• [Records shown]:
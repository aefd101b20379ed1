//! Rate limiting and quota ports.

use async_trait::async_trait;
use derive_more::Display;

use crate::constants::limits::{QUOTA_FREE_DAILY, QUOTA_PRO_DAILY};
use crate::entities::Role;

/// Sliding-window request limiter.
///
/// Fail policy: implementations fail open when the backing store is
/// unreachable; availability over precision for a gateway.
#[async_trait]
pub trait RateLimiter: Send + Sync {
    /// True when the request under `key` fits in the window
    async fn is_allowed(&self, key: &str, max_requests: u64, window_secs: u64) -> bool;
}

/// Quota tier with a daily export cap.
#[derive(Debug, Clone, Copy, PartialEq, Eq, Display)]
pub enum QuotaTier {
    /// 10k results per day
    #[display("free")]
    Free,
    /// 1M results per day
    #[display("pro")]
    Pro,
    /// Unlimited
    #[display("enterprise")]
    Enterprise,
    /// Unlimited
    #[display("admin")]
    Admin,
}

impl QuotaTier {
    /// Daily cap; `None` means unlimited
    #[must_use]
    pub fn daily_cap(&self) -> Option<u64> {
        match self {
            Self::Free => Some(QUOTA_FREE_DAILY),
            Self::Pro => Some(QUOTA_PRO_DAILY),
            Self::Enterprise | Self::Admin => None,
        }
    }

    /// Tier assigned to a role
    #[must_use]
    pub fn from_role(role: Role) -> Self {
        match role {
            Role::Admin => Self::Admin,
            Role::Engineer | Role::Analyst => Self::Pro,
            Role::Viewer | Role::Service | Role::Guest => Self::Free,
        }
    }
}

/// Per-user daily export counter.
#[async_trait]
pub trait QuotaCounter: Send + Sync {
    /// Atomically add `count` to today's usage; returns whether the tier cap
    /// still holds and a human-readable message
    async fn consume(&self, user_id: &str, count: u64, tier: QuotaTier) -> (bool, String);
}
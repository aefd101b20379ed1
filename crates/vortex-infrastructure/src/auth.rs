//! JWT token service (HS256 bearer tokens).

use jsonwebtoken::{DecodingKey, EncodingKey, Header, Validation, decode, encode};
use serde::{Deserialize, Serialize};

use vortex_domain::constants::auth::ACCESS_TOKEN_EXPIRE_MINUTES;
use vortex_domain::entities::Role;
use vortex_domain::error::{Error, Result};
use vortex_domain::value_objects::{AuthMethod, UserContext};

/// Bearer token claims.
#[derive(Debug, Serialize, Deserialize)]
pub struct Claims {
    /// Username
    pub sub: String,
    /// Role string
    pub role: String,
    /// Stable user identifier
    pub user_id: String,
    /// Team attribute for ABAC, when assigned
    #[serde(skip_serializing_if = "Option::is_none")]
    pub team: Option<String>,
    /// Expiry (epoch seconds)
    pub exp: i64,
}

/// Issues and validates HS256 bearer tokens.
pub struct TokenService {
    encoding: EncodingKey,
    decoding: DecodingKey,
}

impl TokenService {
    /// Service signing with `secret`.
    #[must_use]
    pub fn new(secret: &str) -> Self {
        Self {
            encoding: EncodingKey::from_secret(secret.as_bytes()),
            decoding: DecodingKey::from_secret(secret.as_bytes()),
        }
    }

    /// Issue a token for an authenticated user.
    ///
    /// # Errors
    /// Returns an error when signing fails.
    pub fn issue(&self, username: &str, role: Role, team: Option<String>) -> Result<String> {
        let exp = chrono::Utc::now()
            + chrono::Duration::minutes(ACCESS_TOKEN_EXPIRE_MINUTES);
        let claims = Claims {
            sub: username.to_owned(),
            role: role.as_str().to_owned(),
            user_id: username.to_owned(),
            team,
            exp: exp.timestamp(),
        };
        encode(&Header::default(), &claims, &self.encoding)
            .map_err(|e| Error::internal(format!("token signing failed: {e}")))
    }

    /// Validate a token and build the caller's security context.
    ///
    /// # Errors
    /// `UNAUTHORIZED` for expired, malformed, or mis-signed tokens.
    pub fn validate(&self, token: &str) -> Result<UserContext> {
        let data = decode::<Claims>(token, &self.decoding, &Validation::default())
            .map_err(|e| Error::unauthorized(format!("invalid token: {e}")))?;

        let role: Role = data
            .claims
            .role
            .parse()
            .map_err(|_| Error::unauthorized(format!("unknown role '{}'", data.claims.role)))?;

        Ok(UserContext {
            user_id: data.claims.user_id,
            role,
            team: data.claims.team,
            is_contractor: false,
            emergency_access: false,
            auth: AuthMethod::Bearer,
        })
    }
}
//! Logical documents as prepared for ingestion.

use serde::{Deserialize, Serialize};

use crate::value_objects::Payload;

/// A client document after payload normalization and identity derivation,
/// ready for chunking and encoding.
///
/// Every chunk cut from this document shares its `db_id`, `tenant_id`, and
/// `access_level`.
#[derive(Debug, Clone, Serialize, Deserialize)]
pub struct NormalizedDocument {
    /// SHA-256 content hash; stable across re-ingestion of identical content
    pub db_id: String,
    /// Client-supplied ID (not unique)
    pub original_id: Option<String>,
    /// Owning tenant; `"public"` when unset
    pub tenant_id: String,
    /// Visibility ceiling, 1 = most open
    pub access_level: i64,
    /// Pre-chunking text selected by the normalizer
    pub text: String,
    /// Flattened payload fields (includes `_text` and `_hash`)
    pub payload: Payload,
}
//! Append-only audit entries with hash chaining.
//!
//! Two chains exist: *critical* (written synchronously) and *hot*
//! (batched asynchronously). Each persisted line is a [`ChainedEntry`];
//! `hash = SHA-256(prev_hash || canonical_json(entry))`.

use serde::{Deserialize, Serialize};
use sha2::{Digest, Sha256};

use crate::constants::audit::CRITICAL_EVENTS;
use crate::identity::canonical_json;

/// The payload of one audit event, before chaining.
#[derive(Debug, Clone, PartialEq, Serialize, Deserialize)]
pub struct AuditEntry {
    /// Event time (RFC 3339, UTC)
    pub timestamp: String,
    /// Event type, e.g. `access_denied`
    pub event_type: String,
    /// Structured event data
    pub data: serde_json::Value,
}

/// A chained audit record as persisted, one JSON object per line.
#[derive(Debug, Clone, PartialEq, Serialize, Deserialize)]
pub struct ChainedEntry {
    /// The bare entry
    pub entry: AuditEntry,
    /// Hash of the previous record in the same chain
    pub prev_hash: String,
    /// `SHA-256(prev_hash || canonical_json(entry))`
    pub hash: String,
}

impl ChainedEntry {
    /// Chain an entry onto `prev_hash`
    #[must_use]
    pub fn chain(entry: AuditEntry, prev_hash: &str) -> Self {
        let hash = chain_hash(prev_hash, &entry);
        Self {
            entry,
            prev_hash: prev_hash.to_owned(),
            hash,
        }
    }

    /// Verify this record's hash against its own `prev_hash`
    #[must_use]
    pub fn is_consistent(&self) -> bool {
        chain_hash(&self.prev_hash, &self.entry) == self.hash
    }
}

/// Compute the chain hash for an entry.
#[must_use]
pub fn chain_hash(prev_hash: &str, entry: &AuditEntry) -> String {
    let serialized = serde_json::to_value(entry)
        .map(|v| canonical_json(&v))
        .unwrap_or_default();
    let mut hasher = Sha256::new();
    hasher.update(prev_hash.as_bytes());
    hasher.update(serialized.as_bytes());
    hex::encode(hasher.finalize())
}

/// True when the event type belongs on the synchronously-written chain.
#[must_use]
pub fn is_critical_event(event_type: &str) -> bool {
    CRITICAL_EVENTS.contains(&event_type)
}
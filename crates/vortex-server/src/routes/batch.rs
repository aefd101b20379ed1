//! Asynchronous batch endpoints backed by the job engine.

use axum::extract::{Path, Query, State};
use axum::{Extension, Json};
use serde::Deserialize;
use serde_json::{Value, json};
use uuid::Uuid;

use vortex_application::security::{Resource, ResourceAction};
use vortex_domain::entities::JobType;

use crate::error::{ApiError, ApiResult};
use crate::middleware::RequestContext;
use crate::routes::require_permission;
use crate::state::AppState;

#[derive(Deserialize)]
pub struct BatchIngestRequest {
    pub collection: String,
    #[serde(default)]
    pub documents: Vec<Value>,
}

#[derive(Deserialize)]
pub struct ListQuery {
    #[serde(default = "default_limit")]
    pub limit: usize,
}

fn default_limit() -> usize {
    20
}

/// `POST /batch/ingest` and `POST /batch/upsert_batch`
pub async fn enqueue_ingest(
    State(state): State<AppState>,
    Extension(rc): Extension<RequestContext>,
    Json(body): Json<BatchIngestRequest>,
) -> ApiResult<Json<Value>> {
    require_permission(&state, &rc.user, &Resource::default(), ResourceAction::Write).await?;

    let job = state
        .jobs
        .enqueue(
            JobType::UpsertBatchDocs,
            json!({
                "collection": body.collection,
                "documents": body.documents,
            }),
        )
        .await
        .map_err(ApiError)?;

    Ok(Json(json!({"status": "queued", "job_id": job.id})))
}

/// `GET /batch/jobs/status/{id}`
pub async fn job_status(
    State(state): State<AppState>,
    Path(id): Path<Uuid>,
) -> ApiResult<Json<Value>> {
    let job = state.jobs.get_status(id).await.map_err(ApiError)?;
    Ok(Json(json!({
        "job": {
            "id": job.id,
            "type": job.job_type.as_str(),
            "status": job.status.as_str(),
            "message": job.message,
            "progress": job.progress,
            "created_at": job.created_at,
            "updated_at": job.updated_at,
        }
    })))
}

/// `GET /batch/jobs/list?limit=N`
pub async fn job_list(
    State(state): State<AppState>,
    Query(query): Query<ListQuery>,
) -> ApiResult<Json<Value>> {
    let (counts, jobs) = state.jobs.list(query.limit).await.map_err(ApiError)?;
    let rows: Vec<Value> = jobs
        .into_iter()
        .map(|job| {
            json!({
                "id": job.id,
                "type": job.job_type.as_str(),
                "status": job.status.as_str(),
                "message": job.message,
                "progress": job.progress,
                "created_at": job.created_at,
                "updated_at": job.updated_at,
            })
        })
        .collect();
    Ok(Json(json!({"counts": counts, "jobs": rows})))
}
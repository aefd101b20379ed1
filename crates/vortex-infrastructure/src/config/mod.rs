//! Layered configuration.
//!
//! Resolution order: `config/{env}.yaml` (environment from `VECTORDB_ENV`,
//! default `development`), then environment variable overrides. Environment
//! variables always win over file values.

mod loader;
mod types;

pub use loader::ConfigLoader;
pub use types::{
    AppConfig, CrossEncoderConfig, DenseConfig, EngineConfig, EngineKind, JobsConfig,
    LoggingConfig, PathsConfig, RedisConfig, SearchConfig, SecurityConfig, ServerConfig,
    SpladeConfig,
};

• [Work instructions]:
If a line of the data above holds the string "format", count it, then give only the final number.

• [Exercise response]:
3